- _THE TASK_
The response should hold each line from the entries below where "channels" is found.

- _PROVIDED DATA_
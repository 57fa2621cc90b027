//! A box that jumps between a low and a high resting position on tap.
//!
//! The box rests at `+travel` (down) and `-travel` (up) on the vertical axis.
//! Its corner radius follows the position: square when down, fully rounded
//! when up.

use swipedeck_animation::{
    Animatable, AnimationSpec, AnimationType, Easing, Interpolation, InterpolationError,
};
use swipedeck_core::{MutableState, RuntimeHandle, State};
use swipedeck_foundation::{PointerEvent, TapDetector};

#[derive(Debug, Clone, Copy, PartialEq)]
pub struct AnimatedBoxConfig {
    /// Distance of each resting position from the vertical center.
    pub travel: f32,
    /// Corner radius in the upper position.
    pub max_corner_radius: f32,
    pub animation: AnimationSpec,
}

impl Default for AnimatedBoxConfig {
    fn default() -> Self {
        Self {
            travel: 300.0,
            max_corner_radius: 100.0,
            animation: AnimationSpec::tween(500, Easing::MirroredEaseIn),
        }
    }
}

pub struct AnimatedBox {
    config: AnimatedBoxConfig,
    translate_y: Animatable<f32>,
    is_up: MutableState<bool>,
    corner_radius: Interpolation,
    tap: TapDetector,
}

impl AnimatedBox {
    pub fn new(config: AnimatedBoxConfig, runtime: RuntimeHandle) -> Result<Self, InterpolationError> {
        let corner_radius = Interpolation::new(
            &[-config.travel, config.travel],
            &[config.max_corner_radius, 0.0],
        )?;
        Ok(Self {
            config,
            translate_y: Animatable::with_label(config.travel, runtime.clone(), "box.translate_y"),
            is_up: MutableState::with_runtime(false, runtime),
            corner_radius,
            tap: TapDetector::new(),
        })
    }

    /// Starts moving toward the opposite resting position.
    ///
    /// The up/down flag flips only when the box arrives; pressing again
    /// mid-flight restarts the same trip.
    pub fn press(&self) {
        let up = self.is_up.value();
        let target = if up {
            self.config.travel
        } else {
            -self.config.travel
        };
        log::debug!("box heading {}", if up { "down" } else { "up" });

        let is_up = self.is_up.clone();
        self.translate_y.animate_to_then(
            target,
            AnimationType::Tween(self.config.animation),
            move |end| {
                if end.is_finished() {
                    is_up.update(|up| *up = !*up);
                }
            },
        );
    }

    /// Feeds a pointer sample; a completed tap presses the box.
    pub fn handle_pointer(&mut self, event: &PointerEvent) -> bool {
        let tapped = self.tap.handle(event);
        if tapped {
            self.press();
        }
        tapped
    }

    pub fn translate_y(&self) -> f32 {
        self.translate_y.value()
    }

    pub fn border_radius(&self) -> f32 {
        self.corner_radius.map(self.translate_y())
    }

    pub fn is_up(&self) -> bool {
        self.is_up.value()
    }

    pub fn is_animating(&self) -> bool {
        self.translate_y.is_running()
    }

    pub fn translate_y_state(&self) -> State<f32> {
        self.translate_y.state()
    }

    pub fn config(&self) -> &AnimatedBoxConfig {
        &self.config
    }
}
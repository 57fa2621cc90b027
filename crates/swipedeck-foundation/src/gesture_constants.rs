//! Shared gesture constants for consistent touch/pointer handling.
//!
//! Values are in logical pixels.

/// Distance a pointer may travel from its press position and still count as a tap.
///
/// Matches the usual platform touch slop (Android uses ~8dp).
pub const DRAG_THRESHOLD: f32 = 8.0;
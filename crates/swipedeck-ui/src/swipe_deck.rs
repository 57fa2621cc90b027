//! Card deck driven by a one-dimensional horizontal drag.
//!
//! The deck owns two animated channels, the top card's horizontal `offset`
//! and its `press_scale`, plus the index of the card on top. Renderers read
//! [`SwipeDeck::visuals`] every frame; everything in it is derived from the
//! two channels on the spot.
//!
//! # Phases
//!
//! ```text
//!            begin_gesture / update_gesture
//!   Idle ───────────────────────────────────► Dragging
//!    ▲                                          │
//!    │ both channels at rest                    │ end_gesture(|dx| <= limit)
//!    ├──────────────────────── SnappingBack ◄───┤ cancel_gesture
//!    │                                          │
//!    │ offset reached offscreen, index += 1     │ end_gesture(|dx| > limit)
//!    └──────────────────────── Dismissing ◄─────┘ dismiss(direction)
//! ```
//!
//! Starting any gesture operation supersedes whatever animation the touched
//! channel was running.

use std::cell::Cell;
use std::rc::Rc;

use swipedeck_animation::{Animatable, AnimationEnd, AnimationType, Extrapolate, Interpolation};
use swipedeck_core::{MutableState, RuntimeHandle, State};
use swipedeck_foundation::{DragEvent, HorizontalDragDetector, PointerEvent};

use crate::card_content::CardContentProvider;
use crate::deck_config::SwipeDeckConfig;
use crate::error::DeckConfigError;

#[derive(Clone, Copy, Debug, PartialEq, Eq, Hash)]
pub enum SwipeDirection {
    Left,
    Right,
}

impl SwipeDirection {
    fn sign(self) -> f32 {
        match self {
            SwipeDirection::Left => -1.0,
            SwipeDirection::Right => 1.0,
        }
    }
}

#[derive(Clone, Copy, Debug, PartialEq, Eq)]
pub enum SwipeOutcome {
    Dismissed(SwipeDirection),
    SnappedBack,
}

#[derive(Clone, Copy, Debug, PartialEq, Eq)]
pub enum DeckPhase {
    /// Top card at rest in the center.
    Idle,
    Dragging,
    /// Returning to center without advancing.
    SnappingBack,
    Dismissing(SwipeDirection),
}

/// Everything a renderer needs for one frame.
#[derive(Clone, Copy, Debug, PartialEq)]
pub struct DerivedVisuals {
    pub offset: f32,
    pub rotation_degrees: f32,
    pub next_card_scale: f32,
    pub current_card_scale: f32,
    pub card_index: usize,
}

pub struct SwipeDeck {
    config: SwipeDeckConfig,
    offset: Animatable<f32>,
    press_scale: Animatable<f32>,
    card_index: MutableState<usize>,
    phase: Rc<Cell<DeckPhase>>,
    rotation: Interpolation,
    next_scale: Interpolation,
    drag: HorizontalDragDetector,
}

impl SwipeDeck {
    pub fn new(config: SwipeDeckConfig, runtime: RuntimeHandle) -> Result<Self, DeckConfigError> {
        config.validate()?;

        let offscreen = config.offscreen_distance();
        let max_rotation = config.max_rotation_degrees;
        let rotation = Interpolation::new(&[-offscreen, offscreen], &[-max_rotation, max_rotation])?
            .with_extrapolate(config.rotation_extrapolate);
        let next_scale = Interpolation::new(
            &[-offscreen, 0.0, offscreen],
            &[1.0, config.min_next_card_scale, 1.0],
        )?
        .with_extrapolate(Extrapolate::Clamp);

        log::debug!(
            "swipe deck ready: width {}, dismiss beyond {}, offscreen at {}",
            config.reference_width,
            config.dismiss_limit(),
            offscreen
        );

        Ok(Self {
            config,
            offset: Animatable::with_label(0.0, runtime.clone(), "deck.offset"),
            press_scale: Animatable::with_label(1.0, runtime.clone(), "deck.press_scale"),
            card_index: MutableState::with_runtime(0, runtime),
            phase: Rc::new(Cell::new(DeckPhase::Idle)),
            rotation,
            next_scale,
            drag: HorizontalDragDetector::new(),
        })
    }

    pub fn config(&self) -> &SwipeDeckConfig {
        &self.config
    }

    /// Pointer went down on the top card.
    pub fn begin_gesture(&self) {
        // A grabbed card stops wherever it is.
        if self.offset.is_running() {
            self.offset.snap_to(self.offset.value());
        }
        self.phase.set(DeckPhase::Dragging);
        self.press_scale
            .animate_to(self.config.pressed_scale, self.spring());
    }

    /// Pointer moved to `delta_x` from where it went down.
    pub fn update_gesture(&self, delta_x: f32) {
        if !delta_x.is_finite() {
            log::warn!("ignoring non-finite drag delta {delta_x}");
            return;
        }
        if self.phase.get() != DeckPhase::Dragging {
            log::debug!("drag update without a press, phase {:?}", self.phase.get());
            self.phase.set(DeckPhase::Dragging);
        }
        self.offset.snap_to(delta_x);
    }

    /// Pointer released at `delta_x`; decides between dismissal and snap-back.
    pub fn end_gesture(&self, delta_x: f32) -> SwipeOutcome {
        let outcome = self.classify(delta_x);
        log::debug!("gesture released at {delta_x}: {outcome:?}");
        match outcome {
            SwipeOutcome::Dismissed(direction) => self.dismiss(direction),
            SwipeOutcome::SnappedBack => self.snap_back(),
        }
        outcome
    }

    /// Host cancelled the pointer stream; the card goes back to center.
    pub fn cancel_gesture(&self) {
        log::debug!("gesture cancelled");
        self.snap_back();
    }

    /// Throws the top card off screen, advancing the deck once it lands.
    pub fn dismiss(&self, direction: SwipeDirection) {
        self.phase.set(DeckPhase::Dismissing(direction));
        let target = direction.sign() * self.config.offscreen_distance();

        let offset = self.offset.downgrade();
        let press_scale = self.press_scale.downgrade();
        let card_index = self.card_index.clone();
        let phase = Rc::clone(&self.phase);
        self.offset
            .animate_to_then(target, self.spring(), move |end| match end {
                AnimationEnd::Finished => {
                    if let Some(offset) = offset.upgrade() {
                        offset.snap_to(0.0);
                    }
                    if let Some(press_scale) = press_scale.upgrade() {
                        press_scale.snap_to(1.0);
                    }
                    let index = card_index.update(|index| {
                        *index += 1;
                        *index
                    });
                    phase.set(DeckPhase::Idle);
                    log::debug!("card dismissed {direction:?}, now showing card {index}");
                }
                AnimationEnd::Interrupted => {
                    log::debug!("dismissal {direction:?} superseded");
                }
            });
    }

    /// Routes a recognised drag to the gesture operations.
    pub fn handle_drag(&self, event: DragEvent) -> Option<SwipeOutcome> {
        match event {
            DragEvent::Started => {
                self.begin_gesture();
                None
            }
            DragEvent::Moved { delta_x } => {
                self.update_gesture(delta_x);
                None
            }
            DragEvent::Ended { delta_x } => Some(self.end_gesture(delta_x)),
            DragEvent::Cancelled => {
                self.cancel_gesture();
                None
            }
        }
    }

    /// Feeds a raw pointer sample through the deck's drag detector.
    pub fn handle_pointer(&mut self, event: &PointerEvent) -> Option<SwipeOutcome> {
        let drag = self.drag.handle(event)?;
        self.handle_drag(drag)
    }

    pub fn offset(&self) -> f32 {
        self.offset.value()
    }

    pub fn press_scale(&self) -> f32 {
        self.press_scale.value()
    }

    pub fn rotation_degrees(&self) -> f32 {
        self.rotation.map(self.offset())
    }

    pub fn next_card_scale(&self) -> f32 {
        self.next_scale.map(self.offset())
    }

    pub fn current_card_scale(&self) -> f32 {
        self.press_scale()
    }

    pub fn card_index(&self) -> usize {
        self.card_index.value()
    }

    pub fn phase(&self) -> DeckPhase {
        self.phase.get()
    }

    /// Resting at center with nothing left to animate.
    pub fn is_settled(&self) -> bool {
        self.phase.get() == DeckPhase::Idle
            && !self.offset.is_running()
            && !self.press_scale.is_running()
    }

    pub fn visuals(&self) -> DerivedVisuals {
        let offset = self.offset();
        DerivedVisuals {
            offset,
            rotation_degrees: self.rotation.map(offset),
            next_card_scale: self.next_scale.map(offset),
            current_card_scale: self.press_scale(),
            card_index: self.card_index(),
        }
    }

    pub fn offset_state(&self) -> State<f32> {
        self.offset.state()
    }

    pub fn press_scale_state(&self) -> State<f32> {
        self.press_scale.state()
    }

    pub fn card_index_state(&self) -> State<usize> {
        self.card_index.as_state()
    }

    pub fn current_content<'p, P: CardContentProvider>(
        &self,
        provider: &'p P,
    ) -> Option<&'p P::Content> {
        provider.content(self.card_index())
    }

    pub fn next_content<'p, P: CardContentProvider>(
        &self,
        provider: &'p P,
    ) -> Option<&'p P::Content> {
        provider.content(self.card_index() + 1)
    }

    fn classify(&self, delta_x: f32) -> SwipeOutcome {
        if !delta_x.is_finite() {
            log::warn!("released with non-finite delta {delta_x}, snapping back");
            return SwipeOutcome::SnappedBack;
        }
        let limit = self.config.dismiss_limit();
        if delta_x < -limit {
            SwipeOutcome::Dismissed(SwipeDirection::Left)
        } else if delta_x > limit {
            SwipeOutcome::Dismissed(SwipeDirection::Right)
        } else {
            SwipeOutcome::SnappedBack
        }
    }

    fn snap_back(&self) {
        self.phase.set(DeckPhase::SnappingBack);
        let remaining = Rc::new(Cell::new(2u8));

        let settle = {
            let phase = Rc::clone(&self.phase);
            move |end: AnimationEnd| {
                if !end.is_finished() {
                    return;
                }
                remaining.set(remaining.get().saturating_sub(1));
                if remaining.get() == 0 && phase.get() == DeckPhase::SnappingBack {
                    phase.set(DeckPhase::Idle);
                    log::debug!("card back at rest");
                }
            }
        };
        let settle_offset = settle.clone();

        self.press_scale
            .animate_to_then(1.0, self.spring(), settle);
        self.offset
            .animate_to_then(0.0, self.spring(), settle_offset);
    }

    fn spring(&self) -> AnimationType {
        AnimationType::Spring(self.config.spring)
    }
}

- _SOLUTION_
//! The deck owns two animated channels, the top card's horizontal `offset`
//! two channels on the spot.
//!    │ both channels at rest                    │ end_gesture(|dx| <= limit)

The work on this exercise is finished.